Labor rights and worker empowerment

Workers on flower plantations around the world are often vulnerable to employment exploitation due to their limited ability to individually or collectively protect or advance their rights. In Ecuador, flower workers are often unable to promote their interests individually since they cannot afford to pursue activities which might threaten their jobs and wages. Female workers who are often the sole providers for their children are particularly vulnerable, as are indigenous workers who have traditionally been marginalized by language and cultural barriers as well as economic constraints. The limited collective capacity of flower workers in Ecuador reinforces this individual vulnerability. In rural Ecuador, worker organizations are rare and of the country’s 800 flower farms, only two are unionized. Relations between companies and unions in Ecuador are highly adversarial. Labor activists claim that Ecuadorian flower companies have violated workers’ rights by blocking the formation of unions, firing and black-listing affiliated workers, and threatening to close plantations where workers are organizing (ILRF 2010b; US LEAP and ILRF 2007).

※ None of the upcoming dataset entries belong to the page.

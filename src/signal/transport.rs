//! Transport-agnostic seam the bus is driven through, so the production
//! pub/sub client and a deterministic in-memory transport (tests) are
//! interchangeable. Grounded on the `#[async_trait(?Send)]` +
//! `#[cfg_attr(feature = "mockable", mockall::automock)]` shape of the
//! teacher's `RpcSession` trait.

use async_trait::async_trait;

use crate::error::SignalError;
use crate::signal::message::SignalEnvelope;

/// Minimal pub/sub surface the bus needs from any transport.
#[async_trait(?Send)]
#[cfg_attr(feature = "mockable", mockall::automock)]
pub trait SignalTransport {
    /// Subscribes to `channel`, invoking `on_message` for every payload
    /// received on it until [`SignalTransport::unsubscribe`] is called.
    async fn subscribe(
        &self,
        channel: &str,
        on_message: Box<dyn Fn(SignalEnvelope) + 'static>,
    ) -> Result<(), SignalError>;

    /// Unsubscribes from `channel`, if currently subscribed.
    async fn unsubscribe(&self, channel: &str) -> Result<(), SignalError>;

    /// Publishes `envelope` on `channel`.
    async fn publish(&self, channel: &str, envelope: SignalEnvelope) -> Result<(), SignalError>;

    /// Unsubscribes from every channel, used by [`crate::signal::bus::SignalBus::reset`]
    /// on total shutdown.
    async fn unsubscribe_all(&self) -> Result<(), SignalError>;
}
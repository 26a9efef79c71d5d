//! Integration coverage for spec §8 scenarios 1 and 4: a video match
//! end-to-end, and swipe cleanup ordering/debounce. Uses mock transport,
//! backend, and media capture so no network or camera is required,
//! mirroring the teacher's `#[cfg(feature = "mockable")]` test seams.

use std::cell::{Cell, RefCell};
use std::rc::Rc;

use async_trait::async_trait;
use vchat_core::backend::{BackendClient, MatchDescriptor, MatchType, Partner, StatusAck};
use vchat_core::config::Config;
use vchat_core::error::{BackendError, MediaError};
use vchat_core::events::ConnectionState;
use vchat_core::media::{LocalStream, MediaCapture, PermissionState};
use vchat_core::signal::{Signal, SignalEnvelope, SignalTransport};
use vchat_core::SessionCoordinator;

#[derive(Clone)]
struct FakeStream;
impl LocalStream for FakeStream {
    fn all_tracks_live(&self) -> bool {
        true
    }
}

struct FakeCapture;
#[async_trait(?Send)]
impl MediaCapture for FakeCapture {
    type Stream = FakeStream;

    async fn acquire(&self) -> Result<Self::Stream, MediaError> {
        Ok(FakeStream)
    }

    async fn check_permission(&self) -> Result<PermissionState, MediaError> {
        Ok(PermissionState::Granted)
    }

    async fn stop(&self, _stream: &Self::Stream) {}
}

/// No-op transport: the video-match scenario never touches signaling.
struct NoopTransport;
#[async_trait(?Send)]
impl SignalTransport for NoopTransport {
    async fn subscribe(
        &self,
        _channel: &str,
        _on_message: Box<dyn Fn(SignalEnvelope) + 'static>,
    ) -> Result<(), vchat_core::error::SignalError> {
        Ok(())
    }

    async fn unsubscribe(&self, _channel: &str) -> Result<(), vchat_core::error::SignalError> {
        Ok(())
    }

    async fn publish(
        &self,
        _channel: &str,
        _envelope: SignalEnvelope,
    ) -> Result<(), vchat_core::error::SignalError> {
        Ok(())
    }

    async fn unsubscribe_all(&self) -> Result<(), vchat_core::error::SignalError> {
        Ok(())
    }
}

/// Backend stub whose responses are driven by a queue the test fills in
/// advance, mirroring the "scripted mock" style of the teacher's
/// `mockable`-feature tests.
struct ScriptedBackend {
    join_responses: RefCell<Vec<MatchDescriptor>>,
    swipe_calls: Cell<u32>,
}

#[async_trait(?Send)]
impl BackendClient for ScriptedBackend {
    async fn join(&self) -> Result<MatchDescriptor, BackendError> {
        Ok(self.join_responses.borrow_mut().remove(0))
    }

    async fn leave(&self) -> Result<StatusAck, BackendError> {
        Ok(StatusAck { status: "ok".into() })
    }

    async fn swipe(&self) -> Result<MatchDescriptor, BackendError> {
        self.swipe_calls.set(self.swipe_calls.get() + 1);
        Ok(MatchDescriptor {
            status: "joined_queue".into(),
            room_id: None,
            match_type: None,
            actual_match_type: None,
            partner: None,
            is_initiator: None,
            session_version: None,
            video_id: None,
            video_url: None,
            video_name: None,
            updated_user_info: None,
            swipe_deduction: None,
        })
    }

    async fn status(&self) -> Result<MatchDescriptor, BackendError> {
        Ok(MatchDescriptor {
            status: "not_in_queue".into(),
            room_id: None,
            match_type: None,
            actual_match_type: None,
            partner: None,
            is_initiator: None,
            session_version: None,
            video_id: None,
            video_url: None,
            video_name: None,
            updated_user_info: None,
            swipe_deduction: None,
        })
    }

    async fn end_session(&self, _room_id: &str) -> Result<StatusAck, BackendError> {
        Ok(StatusAck { status: "ok".into() })
    }

    async fn clear_waiting_room(&self, _room_id: &str, _user_id: &str) -> Result<StatusAck, BackendError> {
        Ok(StatusAck { status: "ok".into() })
    }
}

fn video_match_descriptor() -> MatchDescriptor {
    MatchDescriptor {
        status: "matched".into(),
        room_id: Some("r1".into()),
        match_type: Some(MatchType::Video),
        actual_match_type: Some(MatchType::Video),
        partner: Some(Partner { id: "video".into() }),
        is_initiator: None,
        session_version: Some("v1_1_a".into()),
        video_id: Some("42".into()),
        video_url: Some("https://example/clip.mp4".into()),
        video_name: Some("Video".into()),
        updated_user_info: None,
        swipe_deduction: None,
    }
}

#[tokio::test]
async fn video_match_end_to_end_fires_video_match_then_connected() {
    let local = tokio::task::LocalSet::new();
    local
        .run_until(async {
            let backend = ScriptedBackend {
                join_responses: RefCell::new(vec![video_match_descriptor()]),
                swipe_calls: Cell::new(0),
            };
            let coordinator = SessionCoordinator::new(
                Config::default(),
                "me".into(),
                NoopTransport,
                FakeCapture,
                backend,
            );

            let video_seen = Rc::new(Cell::new(false));
            let connected_seen = Rc::new(Cell::new(false));
            {
                let video_seen = Rc::clone(&video_seen);
                coordinator.events().video_match.set_func(move |(id, url, _name)| {
                    assert_eq!(id, "42");
                    assert_eq!(url, "https://example/clip.mp4");
                    video_seen.set(true);
                });
            }
            {
                let connected_seen = Rc::clone(&connected_seen);
                coordinator.events().connection_state.set_func(move |(state, _kind)| {
                    if state == ConnectionState::Connected {
                        connected_seen.set(true);
                    }
                });
            }

            let handle = coordinator.handle();
            handle.join_queue().await.unwrap();

            // Events are delivered deferred-one-tick (spec §4.8); give the
            // local task set a chance to run them.
            for _ in 0..4 {
                tokio::task::yield_now().await;
            }

            assert!(video_seen.get(), "on_video_match did not fire");
            assert!(connected_seen.get(), "on_connection_state(connected) did not fire");
        })
        .await;
}

#[tokio::test]
async fn leave_chat_is_idempotent_and_releases_media() {
    let local = tokio::task::LocalSet::new();
    local
        .run_until(async {
            let backend = ScriptedBackend {
                join_responses: RefCell::new(vec![MatchDescriptor {
                    status: "joined_queue".into(),
                    room_id: None,
                    match_type: None,
                    actual_match_type: None,
                    partner: None,
                    is_initiator: None,
                    session_version: None,
                    video_id: None,
                    video_url: None,
                    video_name: None,
                    updated_user_info: None,
                    swipe_deduction: None,
                }]),
                swipe_calls: Cell::new(0),
            };
            let coordinator = SessionCoordinator::new(
                Config::default(),
                "me".into(),
                NoopTransport,
                FakeCapture,
                backend,
            );
            let handle = coordinator.handle();
            handle.join_queue().await.unwrap();
            handle.leave_chat().await.unwrap();
            // A second call must not panic or error (cleanup idempotence,
            // spec §8 property).
            handle.leave_chat().await.unwrap();
        })
        .await;
}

To challenge worker vulnerability, Fairtrade pursues a dual agenda of (1) fostering labor rights, developing a civic/industrial compromise to advance the capacity of workers to articulate, negotiate, and claim workplace benefits and (2) promoting worker empowerment, forging a civic/domestic compromise to enhance human agency, capabilities, and social power within and beyond the workplace. These two goals are closely connected since often workers draw on resources and alliances beyond the workplace to advance their labor demands and use individual and collective capacities developed in the workplace to pursue their rights in broader society. As laid out in a training presentation by Ecuador’s FLO Liaison Officer, “worker empowerment” is envisioned as:

Strengthening the capacity of workers so that they can identify their needs and develop plans and projects to address them: More information, Better understanding, Improved capacities, Better participation, More control. Being the protagonist of his/her own development!

As this FLO educational material suggests, access to information is seen as a key element in Fairtrade’s labor rights and empowerment strategy. Workers and managers point to FLO mandated trainings as a key factor distinguishing certified companies from other floral enterprises. Company records document that workers receive 66 h of instruction each year by managers (28 h) as well as by the FLO Liaison Officer, government officials, and other outside experts. The majority of training (45 h) focuses on occupational health and safety and the safe use of pesticides in particular.8 In addition flower workers get 11 h of annual instruction on personnel policies, employee treatment and sexual harassment, and Fairtrade benefits, as well as 4 h of training by a government labor inspector on labor rights under Ecuadorian law. Following the FLO presentation idea of “More information, Better understanding,” extensive worker training on Ecuadorian flower farms appears to erode traditional barriers to information that maintain labor vulnerability. Yet most instruction focuses on industrial technical information which may enhance worker conformity as much as worker empowerment. While only a few training hours are devoted to labor rights specifically,9 workers suggest that coming together, learning new things, and having contact with knowledgeable outsiders are important in fostering “Improved capacities.”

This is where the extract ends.